O ministro Luiz Fux destacou que a cooperação entre o TSE e o TCU tem contribuído para dar transparências às contas públicas, cumprindo com um postulado republicano. Ele relembrou os compromissos firmados em seu discurso de posse quando assumiu a Presidência da Corte.

“Hoje nos verificamos a consagração de dois princípios básicos. O princípio republicano, na medida em que nós damos contas à cidadania e à sociedade de como é gerido o dinheiro público. Em segundo lugar, nós consagramos aquilo que denominamos de moralidade dos pleitos eleitorais”, frisou.

Nesse sentido, o ministro informou que as próprias plataformas virtuais (WhatsApp, Facebook e Google) estão tomando, de antemão, todas as providências a que se comprometeram com o TSE no combate à propagação das fake news. “O Direito não convive com a mentira”, declarou.

Por outro lado, Fux reforçou que o Tribunal continuará sendo inflexível com aqueles que são considerados “fichas sujas”, ou seja, aqueles que já incidiram nas hipóteses de inelegibilidade. “Ficha suja está fora do jogo democrático”, afirmou.
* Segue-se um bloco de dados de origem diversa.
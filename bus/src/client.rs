//! HiveMind Bus Client
//!
//! Owns one websocket connection to a hub, kept alive by a background
//! network thread. Callers interact through the [`BusClient`] trait:
//! wait for the connected signal, emit messages, subscribe to events.

use crate::config::ConnectionConfig;
use crate::crypto;
use crate::error::BusError;
use crate::message::{HiveMessage, HiveMessageType, Message};
use crate::signal::{ConnectedSignal, ConnectionResult};
use crate::subscription::{EventRegistry, Handler, SubscriptionHandle};
use futures_util::{SinkExt, StreamExt};
use std::sync::{Arc, Mutex, RwLock};
use std::thread::JoinHandle;
use std::time::Duration;
use tokio::net::TcpStream;
use tokio::sync::mpsc::{self, UnboundedReceiver, UnboundedSender};
use tokio_tungstenite::tungstenite::Message as WsMessage;
use tokio_tungstenite::{Connector, MaybeTlsStream, WebSocketStream};
use tracing::{debug, error, info, warn};

const INITIAL_BACKOFF: Duration = Duration::from_secs(1);
const MAX_BACKOFF: Duration = Duration::from_secs(30);

type Socket = WebSocketStream<MaybeTlsStream<TcpStream>>;

/// Operations the chat UI needs from a hub connection
pub trait BusClient: Send + Sync {
    /// Start the background network loop
    fn run_in_thread(&self) -> Result<(), BusError>;

    /// Block until connected or `timeout` elapses
    fn wait_for_connection(&self, timeout: Duration) -> ConnectionResult;

    /// True while the hub connection is up
    fn is_connected(&self) -> bool;

    /// Snapshot of the current connection parameters
    fn config(&self) -> ConnectionConfig;

    /// Replace connection parameters in place
    ///
    /// The live socket is not torn down; the new values apply from the
    /// next (re)connect and to frames encrypted from now on.
    fn reconfigure(&self, config: ConnectionConfig);

    /// Send a bus message to the hub
    fn emit(&self, message: Message) -> Result<(), BusError>;

    /// Register a handler for inbound bus messages of type `event`
    fn subscribe(&self, event: &str, handler: Handler) -> SubscriptionHandle;

    /// Remove a handler; returns false if it was not registered
    fn unsubscribe(&self, handle: &SubscriptionHandle) -> bool;
}

/// State shared between the client handle and its network thread
struct Shared {
    config: RwLock<ConnectionConfig>,
    useragent: String,
    signal: ConnectedSignal,
    registry: EventRegistry,
}

impl Shared {
    fn config(&self) -> ConnectionConfig {
        self.config.read().unwrap_or_else(|e| e.into_inner()).clone()
    }

    /// Serialize and, if a crypto key is set, encrypt an outbound message
    fn encode(&self, message: &Message) -> Result<String, BusError> {
        let frame = serde_json::to_string(&HiveMessage::bus(message)?)?;
        match self.config().crypto_key {
            Some(key) => crypto::encrypt_as_json(&key, &frame),
            None => Ok(frame),
        }
    }

    /// Decode one inbound text frame and dispatch it to subscribers
    fn handle_frame(&self, raw: &str) {
        let plaintext = match crypto::as_encrypted_frame(raw) {
            Some(frame) => {
                let Some(key) = self.config().crypto_key else {
                    warn!("Received encrypted frame but no crypto key is configured");
                    return;
                };
                match crypto::decrypt_from_json(&key, &frame) {
                    Ok(text) => text,
                    Err(e) => {
                        warn!(error = %e, "Dropping undecryptable frame");
                        return;
                    }
                }
            }
            None => raw.to_string(),
        };

        let envelope: HiveMessage = match serde_json::from_str(&plaintext) {
            Ok(envelope) => envelope,
            Err(e) => {
                warn!(error = %e, "Dropping malformed frame");
                return;
            }
        };

        match envelope.bus_message() {
            Some(message) => {
                let handled = self.registry.dispatch(&message);
                debug!(msg_type = %message.msg_type, handled, "Inbound bus message");
            }
            None if envelope.msg_type == HiveMessageType::Bus => {
                warn!("Dropping bus frame without a valid message payload");
            }
            None => debug!(msg_type = ?envelope.msg_type, "Ignoring non-bus frame"),
        }
    }
}

/// Why a live socket stopped being pumped
enum PumpExit {
    /// Hub closed the socket or the transport failed
    Disconnected,
    /// The owning client was dropped; stop the loop
    ClientDropped,
}

/// Websocket client for a HiveMind hub
pub struct HiveMessageBusClient {
    shared: Arc<Shared>,
    outbound: UnboundedSender<String>,
    pending: Mutex<Option<UnboundedReceiver<String>>>,
    worker: Mutex<Option<JoinHandle<()>>>,
}

impl HiveMessageBusClient {
    /// Create a client; nothing connects until [`BusClient::run_in_thread`]
    pub fn new(config: ConnectionConfig, useragent: impl Into<String>) -> Self {
        let (outbound, pending) = mpsc::unbounded_channel();
        Self {
            shared: Arc::new(Shared {
                config: RwLock::new(config),
                useragent: useragent.into(),
                signal: ConnectedSignal::new(),
                registry: EventRegistry::new(),
            }),
            outbound,
            pending: Mutex::new(Some(pending)),
            worker: Mutex::new(None),
        }
    }

    /// True once the network thread has been started and has not exited
    pub fn is_running(&self) -> bool {
        self.worker
            .lock()
            .unwrap_or_else(|e| e.into_inner())
            .as_ref()
            .is_some_and(|handle| !handle.is_finished())
    }
}

impl BusClient for HiveMessageBusClient {
    fn run_in_thread(&self) -> Result<(), BusError> {
        let outbound = self
            .pending
            .lock()
            .unwrap_or_else(|e| e.into_inner())
            .take()
            .ok_or(BusError::AlreadyRunning)?;

        let runtime = tokio::runtime::Builder::new_current_thread()
            .enable_all()
            .build()?;
        let shared = self.shared.clone();
        let handle = std::thread::Builder::new()
            .name("hivemind-bus".to_string())
            .spawn(move || runtime.block_on(network_loop(shared, outbound)))?;

        *self.worker.lock().unwrap_or_else(|e| e.into_inner()) = Some(handle);
        info!(url = %self.shared.config().display_url(), "HiveMind network loop started");
        Ok(())
    }

    fn wait_for_connection(&self, timeout: Duration) -> ConnectionResult {
        self.shared.signal.wait(timeout)
    }

    fn is_connected(&self) -> bool {
        self.shared.signal.is_set()
    }

    fn config(&self) -> ConnectionConfig {
        self.shared.config()
    }

    fn reconfigure(&self, config: ConnectionConfig) {
        info!(url = %config.display_url(), "Updating HiveMind connection parameters");
        *self.shared.config.write().unwrap_or_else(|e| e.into_inner()) = config;
    }

    fn emit(&self, message: Message) -> Result<(), BusError> {
        if !self.is_connected() {
            return Err(BusError::NotConnected);
        }
        let frame = self.shared.encode(&message)?;
        self.outbound
            .send(frame)
            .map_err(|_| BusError::NotConnected)?;
        debug!(msg_type = %message.msg_type, "Queued outbound message");
        Ok(())
    }

    fn subscribe(&self, event: &str, handler: Handler) -> SubscriptionHandle {
        debug!(event = %event, "Subscribing to bus event");
        self.shared.registry.subscribe(event, handler)
    }

    fn unsubscribe(&self, handle: &SubscriptionHandle) -> bool {
        self.shared.registry.unsubscribe(handle)
    }
}

/// Connect, pump, reconnect with backoff until the client is dropped
async fn network_loop(shared: Arc<Shared>, mut outbound: UnboundedReceiver<String>) {
    let mut backoff = INITIAL_BACKOFF;

    loop {
        let config = shared.config();
        match open_socket(&config, &shared.useragent).await {
            Ok(socket) => {
                backoff = INITIAL_BACKOFF;
                info!(url = %config.display_url(), "Connected to HiveMind");
                shared.signal.set(true);
                let exit = pump(&shared, socket, &mut outbound).await;
                shared.signal.set(false);

                if let PumpExit::ClientDropped = exit {
                    info!("HiveMind client dropped, stopping network loop");
                    return;
                }
                warn!(url = %config.display_url(), "Disconnected from HiveMind");
            }
            Err(e) => {
                warn!(
                    url = %config.display_url(),
                    error = %e,
                    retry_in_secs = backoff.as_secs(),
                    "HiveMind connection failed"
                );
            }
        }

        // Frames queued for a dead socket are stale.
        loop {
            match outbound.try_recv() {
                Ok(_) => {}
                Err(mpsc::error::TryRecvError::Empty) => break,
                Err(mpsc::error::TryRecvError::Disconnected) => return,
            }
        }

        tokio::time::sleep(backoff).await;
        backoff = (backoff * 2).min(MAX_BACKOFF);
    }
}

async fn open_socket(config: &ConnectionConfig, useragent: &str) -> Result<Socket, BusError> {
    let url = config.endpoint(useragent)?;

    let connector = if config.is_secure() {
        let tls = native_tls::TlsConnector::builder()
            .danger_accept_invalid_certs(config.accept_self_signed)
            .danger_accept_invalid_hostnames(config.accept_self_signed)
            .build()?;
        Some(Connector::NativeTls(tls))
    } else {
        None
    };

    let (socket, _) =
        tokio_tungstenite::connect_async_tls_with_config(url.as_str(), None, false, connector)
            .await?;
    Ok(socket)
}

async fn pump(
    shared: &Shared,
    socket: Socket,
    outbound: &mut UnboundedReceiver<String>,
) -> PumpExit {
    let (mut sink, mut stream) = socket.split();

    loop {
        tokio::select! {
            frame = stream.next() => match frame {
                Some(Ok(WsMessage::Text(text))) => shared.handle_frame(&text),
                Some(Ok(WsMessage::Close(_))) | None => return PumpExit::Disconnected,
                Some(Ok(_)) => {}
                Some(Err(e)) => {
                    error!(error = %e, "HiveMind socket error");
                    return PumpExit::Disconnected;
                }
            },
            next = outbound.recv() => match next {
                Some(text) => {
                    if let Err(e) = sink.send(WsMessage::Text(text)).await {
                        error!(error = %e, "Failed to send frame to HiveMind");
                        return PumpExit::Disconnected;
                    }
                }
                None => {
                    let _ = sink.close().await;
                    return PumpExit::ClientDropped;
                }
            },
        }
    }
}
O presidente do TCU, ministro Raimundo Carreiro, por sua vez, ressaltou que “o caminho para promover o fortalecimento do controle externo sobre as contas públicas, e garantir a efetividade da Lei da Ficha Limpa na disputa eleitoral passa, necessariamente, pelo intercâmbio de informações entre as instituições, pela parceria e cooperação com alto nível, pela junção de esforços no combate à corrupção, à fraude eleitoral e à improbidade administrativa”.

Outro lado

Por meio de nota Otaviano Pivetta diz que houve um erro ao incluir o seu nome na lista, e que estão sendo tomadas as providências cabíveis para que seja retirado.
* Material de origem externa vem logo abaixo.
// Application configuration
// Environment-driven defaults for the connect form and session

use std::env;
use std::time::Duration;

/// Application configuration
#[derive(Debug, Clone)]
pub struct Config {
    /// Initial values for the connect form
    pub form: FormDefaults,
    /// Session manager configuration
    pub session: SessionConfig,
}

/// Initial connect form values
#[derive(Clone)]
pub struct FormDefaults {
    /// Hub host; the scheme selects plaintext or TLS
    pub host: String,
    /// Hub port, kept as text like the form field
    pub port: String,
    /// Access key
    pub access_key: String,
    /// Crypto key (empty = no encryption)
    pub crypto_key: String,
    /// Language code sent with utterances
    pub lang: String,
    /// Accept self-signed certificates
    pub accept_self_signed: bool,
}

/// Session configuration
#[derive(Debug, Clone)]
pub struct SessionConfig {
    /// How long a first connect blocks waiting for the hub
    pub connect_timeout_secs: u64,
    /// User agent announced to the hub
    pub useragent: String,
}

impl Default for FormDefaults {
    fn default() -> Self {
        Self {
            host: "ws://0.0.0.0".to_string(),
            port: "5678".to_string(),
            access_key: String::new(),
            crypto_key: String::new(),
            lang: "en-us".to_string(),
            accept_self_signed: false,
        }
    }
}

impl Default for SessionConfig {
    fn default() -> Self {
        Self {
            connect_timeout_secs: 10,
            useragent: "HiveMindEguiV0.1".to_string(),
        }
    }
}

// Keys stay out of logs
impl std::fmt::Debug for FormDefaults {
    fn fmt(&self, f: &mut std::fmt::Formatter<'_>) -> std::fmt::Result {
        f.debug_struct("FormDefaults")
            .field("host", &self.host)
            .field("port", &self.port)
            .field("lang", &self.lang)
            .field("accept_self_signed", &self.accept_self_signed)
            .finish_non_exhaustive()
    }
}

fn parse_flag(value: &str) -> Option<bool> {
    match value.trim().to_ascii_lowercase().as_str() {
        "1" | "true" | "yes" | "on" => Some(true),
        "0" | "false" | "no" | "off" => Some(false),
        _ => None,
    }
}

impl Config {
    /// Load configuration from environment variables with defaults
    pub fn from_env() -> Self {
        let form_defaults = FormDefaults::default();
        let session_defaults = SessionConfig::default();

        Self {
            form: FormDefaults {
                host: env::var("HIVEMIND_HOST").unwrap_or(form_defaults.host),
                port: env::var("HIVEMIND_PORT").unwrap_or(form_defaults.port),
                access_key: env::var("HIVEMIND_ACCESS_KEY").unwrap_or(form_defaults.access_key),
                crypto_key: env::var("HIVEMIND_CRYPTO_KEY").unwrap_or(form_defaults.crypto_key),
                lang: env::var("HIVEMIND_LANG").unwrap_or(form_defaults.lang),
                accept_self_signed: env::var("HIVEMIND_SELF_SIGNED")
                    .ok()
                    .and_then(|v| parse_flag(&v))
                    .unwrap_or(form_defaults.accept_self_signed),
            },
            session: SessionConfig {
                connect_timeout_secs: env::var("HIVEMIND_CONNECT_TIMEOUT_SECS")
                    .ok()
                    .and_then(|t| t.parse().ok())
                    .unwrap_or(session_defaults.connect_timeout_secs),
                useragent: env::var("HIVEMIND_USERAGENT").unwrap_or(session_defaults.useragent),
            },
        }
    }
}

impl SessionConfig {
    /// Connect timeout as a `Duration`
    pub fn connect_timeout(&self) -> Duration {
        Duration::from_secs(self.connect_timeout_secs)
    }
}

#[cfg(test)]
mod tests {
    use super::*;
    use serial_test::serial;

    const VARS: [&str; 8] = [
        "HIVEMIND_HOST",
        "HIVEMIND_PORT",
        "HIVEMIND_ACCESS_KEY",
        "HIVEMIND_CRYPTO_KEY",
        "HIVEMIND_LANG",
        "HIVEMIND_SELF_SIGNED",
        "HIVEMIND_CONNECT_TIMEOUT_SECS",
        "HIVEMIND_USERAGENT",
    ];

    fn clear_env() {
        for var in VARS {
            env::remove_var(var);
        }
    }

    #[test]
    #[serial]
    fn test_defaults() {
        clear_env();
        let config = Config::from_env();

        assert_eq!(config.form.host, "ws://0.0.0.0");
        assert_eq!(config.form.port, "5678");
        assert_eq!(config.form.lang, "en-us");
        assert!(config.form.access_key.is_empty());
        assert!(!config.form.accept_self_signed);
        assert_eq!(config.session.connect_timeout(), Duration::from_secs(10));
    }

    #[test]
    #[serial]
    fn test_env_overrides() {
        clear_env();
        env::set_var("HIVEMIND_HOST", "wss://hub.example");
        env::set_var("HIVEMIND_PORT", "443");
        env::set_var("HIVEMIND_LANG", "pt-pt");
        env::set_var("HIVEMIND_SELF_SIGNED", "yes");
        env::set_var("HIVEMIND_CONNECT_TIMEOUT_SECS", "3");

        let config = Config::from_env();
        clear_env();

        assert_eq!(config.form.host, "wss://hub.example");
        assert_eq!(config.form.port, "443");
        assert_eq!(config.form.lang, "pt-pt");
        assert!(config.form.accept_self_signed);
        assert_eq!(config.session.connect_timeout_secs, 3);
    }

    #[test]
    #[serial]
    fn test_invalid_values_fall_back() {
        clear_env();
        env::set_var("HIVEMIND_SELF_SIGNED", "maybe");
        env::set_var("HIVEMIND_CONNECT_TIMEOUT_SECS", "soon");

        let config = Config::from_env();
        clear_env();

        assert!(!config.form.accept_self_signed);
        assert_eq!(config.session.connect_timeout_secs, 10);
    }

    #[test]
    fn test_debug_hides_keys() {
        let defaults = FormDefaults {
            access_key: "supersecret".to_string(),
            ..FormDefaults::default()
        };
        assert!(!format!("{:?}", defaults).contains("supersecret"));
    }
}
Confira a nota na íntegra:

"1. A propósito da notícia de que Otaviano Pivetta estaria incluído na lista de gestores com contas desaprovadas, cabe destacar que a Justiça Federal de Mato Grosso anulou o acórdão condenatório proferido pelo Tribunal de Contas da União na denominada “Operação Sanguessuga” por entende-lo ilegal.
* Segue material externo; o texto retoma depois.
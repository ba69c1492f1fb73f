//! HiveMind Bus Client
//!
//! Persistent websocket connection to a HiveMind hub: access-key
//! authentication, optional payload encryption, message framing and
//! event subscriptions. The GUI only talks to it through [`BusClient`].

pub mod client;
pub mod config;
pub mod crypto;
pub mod error;
pub mod message;
pub mod signal;
pub mod subscription;

pub use client::{BusClient, HiveMessageBusClient};
pub use config::ConnectionConfig;
pub use error::BusError;
pub use message::{HiveMessage, HiveMessageType, Message};
pub use signal::{ConnectedSignal, ConnectionResult};
pub use subscription::{EventRegistry, Handler, SubscriptionHandle};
2. Nas palavras do Juiz Federal Marcel Queiroz Linhares, da 2ª Vara da Subseção Judiciária de Sinop, cabe ao Poder Judiciário “afastar atos administrativos ilegais”, como o que se proferiu em desfavor de Otaviano Pivetta, ex-Prefeito de Lucas do Rio Verde e pré-candidato a Vice-Governador.

3. Vale mencionar ainda que o magistrado deferiu liminar para desde logo tornar a decisão do TCU sem efeito, o que evidencia, inclusive, o erro da Corte de Contas ao incluir o nome de Otavio Pivetta na famigerada lista. Providências serão tomadas para exclui-lo desse rol.

4. Em respeito à verdade, é importante lembrar que Otaviano Pivetta já foi absolvido à unanimidade pelo Tribunal Regional Federal da 1ª Região por esses mesmos fatos na seara criminal, a redobrar o equívoco do Tribunal de Contas da União que foi acertadamente corrigido pela sentença referida.

5. Por fim, cabe destacar que, em não mais sendo válida a decisão do Tribunal de Contas da União, não há mínima chance de Otaviano Pivetta enfrentar qualquer óbice ao seu registro de candidatura, caso assim entenda proceder no pleito eleitoral que se avizinha".